- Opening Delimiter -
//! # Stock Card Widgets
//!
//! Platform stat cards and per-stock cards for the dashboard.

use crate::ui::theme::Theme;
use crate::ui::widgets::tables::render_skeleton_bar;
use crate::utils::format::{format_number, format_price, stock_total_value, CURRENCY};
use shared::{StockStatus, StockSummary};

pub const STAT_CARD_WIDTH: f32 = 230.0;
pub const STOCK_CARD_WIDTH: f32 = 300.0;

/// One aggregate figure. `value` is `None` while loading.
pub fn render_stat_card(
    ui: &mut egui::Ui,
    title: &str,
    value: Option<String>,
    caption: &str,
    theme: &Theme,
) {
    egui::Frame::group(ui.style()).fill(theme.surface).show(ui, |ui| {
        ui.set_width(STAT_CARD_WIDTH);
        ui.colored_label(theme.dim, title);
        ui.add_space(4.0);
        match value {
            Some(value) => {
                ui.label(egui::RichText::new(value).size(22.0).strong());
            }
            None => render_skeleton_bar(ui, 120.0, theme),
        }
        ui.add_space(2.0);
        ui.label(egui::RichText::new(caption).small().color(theme.dim));
    });
}

fn render_figure(ui: &mut egui::Ui, label: &str, value: String, theme: &Theme) {
    ui.colored_label(theme.dim, label);
    ui.with_layout(egui::Layout::right_to_left(egui::Align::Center), |ui| {
        ui.monospace(value);
    });
    ui.end_row();
}

/// Render one stock summary with a status picker.
///
/// Returns the newly picked status, if the admin changed it this frame.
/// The picker is disabled while a status change for this stock is in flight.
pub fn render_stock_card(
    ui: &mut egui::Ui,
    stock: &StockSummary,
    status_pending: bool,
    theme: &Theme,
) -> Option<StockStatus> {
    let mut picked = None;

    egui::Frame::group(ui.style()).fill(theme.surface).show(ui, |ui| {
        ui.set_width(STOCK_CARD_WIDTH);

        ui.horizontal(|ui| {
            ui.vertical(|ui| {
                ui.label(egui::RichText::new(&stock.symbol).size(18.0).strong());
                ui.colored_label(theme.dim, &stock.name);
            });
            ui.with_layout(egui::Layout::right_to_left(egui::Align::TOP), |ui| {
                ui.vertical(|ui| {
                    ui.label(
                        egui::RichText::new(format!("{} {}", CURRENCY, format_price(stock.price_per_token)))
                            .strong()
                            .color(theme.accent),
                    );
                    ui.label(egui::RichText::new("per token").small().color(theme.dim));
                });
            });
        });

        ui.add_space(6.0);
        egui::Grid::new(("stock_figures", &stock.symbol))
            .num_columns(2)
            .spacing([12.0, 4.0])
            .show(ui, |ui| {
                render_figure(ui, "Total Supply", format_number(stock.total_supply), theme);
                render_figure(ui, "Circulating", format_number(stock.circulating_supply), theme);
                render_figure(ui, "Pool Balance", format_number(stock.pool_balance), theme);
                render_figure(ui, "Total Value", stock_total_value(stock), theme);
            });

        ui.add_space(6.0);
        ui.horizontal(|ui| {
            ui.colored_label(theme.stock_status_color(stock.status), "\u{25CF}");
            ui.add_enabled_ui(!status_pending, |ui| {
                let mut selected = stock.status;
                egui::ComboBox::from_id_salt(("stock_status", &stock.symbol))
                    .selected_text(selected.title())
                    .show_ui(ui, |ui| {
                        for status in StockStatus::all() {
                            ui.selectable_value(&mut selected, *status, status.title());
                        }
                    });
                if selected != stock.status {
                    picked = Some(selected);
                }
            });
            if status_pending {
                ui.spinner();
            }
        });
    });

    picked
}
//! # GUI Rendering
//!
//! egui rendering for the admin console and the eframe entry point.

pub mod screens;
pub mod theme;
pub mod widgets;

use crate::app::{App, Tab};
use std::time::{Duration, Instant};
use theme::Theme;
use widgets::notifications::NotificationManager;

/// Upper bound between frames so refetch intervals fire without input.
const IDLE_REPAINT: Duration = Duration::from_secs(1);
/// Frame interval while requests are in flight, so results show promptly.
const BUSY_REPAINT: Duration = Duration::from_millis(100);

/// Main render function, called every frame
pub fn render(ctx: &egui::Context, app: &mut App, theme: &Theme) {
    // Lock released before any widget is drawn
    let state = match app.state.try_read() {
        Some(state_guard) => state_guard.clone(),
        None => return,
    };

    egui::TopBottomPanel::top("nav_bar").show(ctx, |ui| {
        widgets::nav_bar::render_nav_bar(ui, &state, app, theme);
        ui.add_space(6.0);
    });

    egui::CentralPanel::default().show(ctx, |ui| {
        egui::ScrollArea::vertical().auto_shrink([false, false]).show(ui, |ui| {
            ui.add_space(8.0);
            match state.current_tab {
                Tab::Dashboard => screens::dashboard::render(ui, &state, app, theme),
                Tab::Create => screens::create_stock::render(ui, &state, app, theme),
                Tab::Mint => screens::mint_stock::render(ui, &state, app, theme),
                Tab::Burn => screens::burn_stock::render(ui, &state, app, theme),
                Tab::Transactions => screens::transactions::render(ui, &state, app, theme),
            }
        });
    });
}

/// eframe application wrapping the orchestrator and toast layer.
pub struct ConsoleApp {
    app: App,
    notifications: NotificationManager,
    theme: Theme,
}

impl ConsoleApp {
    pub fn new(cc: &eframe::CreationContext<'_>, app: App) -> Self {
        let theme = Theme::default();
        theme.apply(&cc.egui_ctx);

        Self {
            app,
            notifications: NotificationManager::new(),
            theme,
        }
    }
}

impl eframe::App for ConsoleApp {
    fn update(&mut self, ctx: &egui::Context, _frame: &mut eframe::Frame) {
        let spawned = self.app.on_tick(Instant::now());
        if spawned > 0 {
            tracing::debug!(spawned, "Scheduled query refetches");
        }

        for notification in self.app.take_notifications() {
            self.notifications.notify(&notification);
        }

        render(ctx, &mut self.app, &self.theme);
        self.notifications.show(ctx);

        let needs_repaint = std::mem::take(&mut self.app.state.write().needs_repaint);
        if needs_repaint {
            ctx.request_repaint();
        } else if self.app.is_busy() {
            ctx.request_repaint_after(BUSY_REPAINT);
        } else {
            ctx.request_repaint_after(IDLE_REPAINT);
        }
    }
}
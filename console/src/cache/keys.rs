//! Query keys, cached payloads and the mutation invalidation policy.

use shared::{PlatformStats, Transaction, TransactionFilter};
use std::fmt;
use std::sync::Arc;
use std::time::Duration;

/// Background refetch interval for platform stats.
pub const STATS_REFETCH_INTERVAL: Duration = Duration::from_secs(30);

/// Background refetch interval for transaction lists.
pub const TRANSACTIONS_REFETCH_INTERVAL: Duration = Duration::from_secs(15);

/// How long an unobserved entry is kept after its last fetch settled.
pub const CACHE_TIME: Duration = Duration::from_secs(5 * 60);

/// Query family. Invalidation targets a whole family, so every filter variant
/// of the transactions query goes stale together.
#[derive(Debug, Clone, Copy, PartialEq, Eq, Hash)]
pub enum QueryScope {
    Stats,
    Transactions,
}

impl QueryScope {
    pub fn name(&self) -> &'static str {
        match self {
            QueryScope::Stats => "platform-stats",
            QueryScope::Transactions => "admin-transactions",
        }
    }
}

/// Cache key: operation name plus filter parameters.
#[derive(Debug, Clone, PartialEq, Eq, Hash)]
pub enum QueryKey {
    PlatformStats,
    AdminTransactions(TransactionFilter),
}

impl QueryKey {
    pub fn scope(&self) -> QueryScope {
        match self {
            QueryKey::PlatformStats => QueryScope::Stats,
            QueryKey::AdminTransactions(_) => QueryScope::Transactions,
        }
    }

    pub fn refetch_interval(&self) -> Duration {
        match self {
            QueryKey::PlatformStats => STATS_REFETCH_INTERVAL,
            QueryKey::AdminTransactions(_) => TRANSACTIONS_REFETCH_INTERVAL,
        }
    }
}

impl fmt::Display for QueryKey {
    fn fmt(&self, f: &mut fmt::Formatter<'_>) -> fmt::Result {
        match self {
            QueryKey::PlatformStats => f.write_str(QueryScope::Stats.name()),
            QueryKey::AdminTransactions(filter) if filter.is_empty() => {
                f.write_str(QueryScope::Transactions.name())
            }
            QueryKey::AdminTransactions(filter) => {
                write!(f, "{}{:?}", QueryScope::Transactions.name(), filter)
            }
        }
    }
}

/// Value stored under a [`QueryKey`]. Payloads are shared, so snapshots are cheap.
#[derive(Debug, Clone)]
pub enum QueryData {
    Stats(Arc<PlatformStats>),
    Transactions(Arc<Vec<Transaction>>),
}

impl QueryData {
    pub fn as_stats(&self) -> Option<&Arc<PlatformStats>> {
        match self {
            QueryData::Stats(stats) => Some(stats),
            _ => None,
        }
    }

    pub fn as_transactions(&self) -> Option<&Arc<Vec<Transaction>>> {
        match self {
            QueryData::Transactions(transactions) => Some(transactions),
            _ => None,
        }
    }
}

/// Kind of a successful mutation, used to pick which queries go stale.
#[derive(Debug, Clone, Copy, PartialEq, Eq)]
pub enum MutationKind {
    CreateStock,
    UpdateStock,
    Mint,
    Burn,
}

impl MutationKind {
    /// Query families invalidated after this mutation succeeds.
    pub fn invalidates(&self) -> &'static [QueryScope] {
        match self {
            MutationKind::CreateStock | MutationKind::UpdateStock => &[QueryScope::Stats],
            MutationKind::Mint | MutationKind::Burn => {
                &[QueryScope::Stats, QueryScope::Transactions]
            }
        }
    }
}

#[cfg(test)]
mod tests {
    use super::*;

    #[test]
    fn test_invalidation_policy() {
        assert_eq!(MutationKind::CreateStock.invalidates(), &[QueryScope::Stats]);
        assert_eq!(MutationKind::UpdateStock.invalidates(), &[QueryScope::Stats]);
        assert_eq!(
            MutationKind::Mint.invalidates(),
            &[QueryScope::Stats, QueryScope::Transactions]
        );
        assert_eq!(
            MutationKind::Burn.invalidates(),
            &[QueryScope::Stats, QueryScope::Transactions]
        );
    }

    #[test]
    fn test_refetch_intervals() {
        assert_eq!(QueryKey::PlatformStats.refetch_interval(), Duration::from_secs(30));
        assert_eq!(
            QueryKey::AdminTransactions(TransactionFilter::default()).refetch_interval(),
            Duration::from_secs(15)
        );
    }

    #[test]
    fn test_filters_make_distinct_keys() {
        let all = QueryKey::AdminTransactions(TransactionFilter::default());
        let aapl = QueryKey::AdminTransactions(TransactionFilter {
            symbol: Some("AAPL".to_string()),
            ..Default::default()
        });

        assert_ne!(all, aapl);
        assert_eq!(all.scope(), aapl.scope());
        assert_eq!(all.to_string(), "admin-transactions");
        assert!(aapl.to_string().starts_with("admin-transactions"));
    }
}
//! # Mutation Tasks
//!
//! Runs a validated mutation off the UI thread.

use super::TaskContext;
use crate::app::events::AppEvent;
use crate::services::mutations::{self, Mutation};

/// Execute `mutation` and send [`AppEvent::MutationFinished`] once the server
/// answered and the affected queries were refetched.
pub(crate) fn spawn_mutation(ctx: &TaskContext, mutation: Mutation) {
    let kind = mutation.kind();
    let symbol = mutation.symbol().to_string();
    tracing::info!(kind = ?kind, symbol = %symbol, "Submitting mutation");

    let queries = ctx.queries.clone();
    let event_tx = ctx.event_tx.clone();
    ctx.runtime.spawn(async move {
        let result = mutations::execute(&queries, mutation).await;
        if event_tx
            .send(AppEvent::MutationFinished { kind, symbol, result })
            .await
            .is_err()
        {
            tracing::warn!(kind = ?kind, "Event channel closed before mutation result was delivered");
        }
    });
}
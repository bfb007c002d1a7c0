//! # Form Schema Primitives
//!
//! Field rules shared by every form. Each rule takes the raw text of a field
//! and either yields the coerced value or records a message in [`FieldErrors`].

use lib_utils::validation::{
    parse_positive_number, parse_whole_number, validate_max_length, validate_not_empty,
};
use reqwest::Url;
use std::collections::BTreeMap;

/// Longest accepted stock symbol.
pub const SYMBOL_MAX_LEN: usize = 10;

/// Validation messages keyed by field name.
#[derive(Debug, Clone, Default, PartialEq, Eq)]
pub struct FieldErrors {
    errors: BTreeMap<&'static str, String>,
}

impl FieldErrors {
    pub fn new() -> Self {
        Self::default()
    }

    /// Record `message` for `field`. The first message per field wins.
    pub fn insert(&mut self, field: &'static str, message: impl Into<String>) {
        self.errors.entry(field).or_insert_with(|| message.into());
    }

    pub fn get(&self, field: &str) -> Option<&str> {
        self.errors.get(field).map(String::as_str)
    }

    pub fn is_empty(&self) -> bool {
        self.errors.is_empty()
    }

    pub fn len(&self) -> usize {
        self.errors.len()
    }

    pub fn iter(&self) -> impl Iterator<Item = (&'static str, &str)> {
        self.errors.iter().map(|(field, message)| (*field, message.as_str()))
    }

    /// Collect a rule result, keeping the value when it passed.
    pub fn check<T>(&mut self, field: &'static str, result: Result<T, String>) -> Option<T> {
        match result {
            Ok(value) => Some(value),
            Err(message) => {
                self.insert(field, message);
                None
            }
        }
    }
}

/// Required stock symbol: non-blank, at most [`SYMBOL_MAX_LEN`] characters,
/// trimmed and upper-cased.
pub fn symbol(raw: &str) -> Result<String, String> {
    validate_not_empty(raw, "Symbol is required")?;
    validate_max_length(raw, SYMBOL_MAX_LEN, "Symbol")?;
    Ok(normalize_symbol(raw))
}

/// Trim and upper-case a symbol.
pub fn normalize_symbol(raw: &str) -> String {
    raw.trim().to_uppercase()
}

/// Required free text, trimmed.
pub fn required_text(raw: &str, message: &str) -> Result<String, String> {
    validate_not_empty(raw, message)?;
    Ok(raw.trim().to_string())
}

/// Optional free text. Blank becomes `None`.
pub fn optional_text(raw: &str) -> Option<String> {
    let trimmed = raw.trim();
    if trimmed.is_empty() {
        None
    } else {
        Some(trimmed.to_string())
    }
}

/// Required number strictly greater than zero.
pub fn positive_number(raw: &str, required: &str, field_name: &str) -> Result<f64, String> {
    validate_not_empty(raw, required)?;
    parse_positive_number(raw, field_name)
}

/// Required whole number strictly greater than zero.
pub fn whole_number(raw: &str, required: &str, field_name: &str) -> Result<u64, String> {
    validate_not_empty(raw, required)?;
    parse_whole_number(raw, field_name)
}

/// Optional http(s) URL. Blank becomes `None`.
pub fn optional_url(raw: &str) -> Result<Option<String>, String> {
    let Some(trimmed) = optional_text(raw) else {
        return Ok(None);
    };

    match Url::parse(&trimmed) {
        Ok(url) if url.scheme() == "http" || url.scheme() == "https" => Ok(Some(trimmed)),
        _ => Err("Please enter a valid URL".to_string()),
    }
}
- Closing Delimiter -
Working from the data above, extract solely the lines from the one containing "upper-case a symbol." through the one containing "pub fn optional_text(raw: &str)", exactly as they appear, both included.

/// Trim and upper-case a symbol.
pub fn normalize_symbol(raw: &str) -> String {
    raw.trim().to_uppercase()
}

/// Required free text, trimmed.
pub fn required_text(raw: &str, message: &str) -> Result<String, String> {
    validate_not_empty(raw, message)?;
    Ok(raw.trim().to_string())
}

/// Optional free text. Blank becomes `None`.
pub fn optional_text(raw: &str) -> Option<String> {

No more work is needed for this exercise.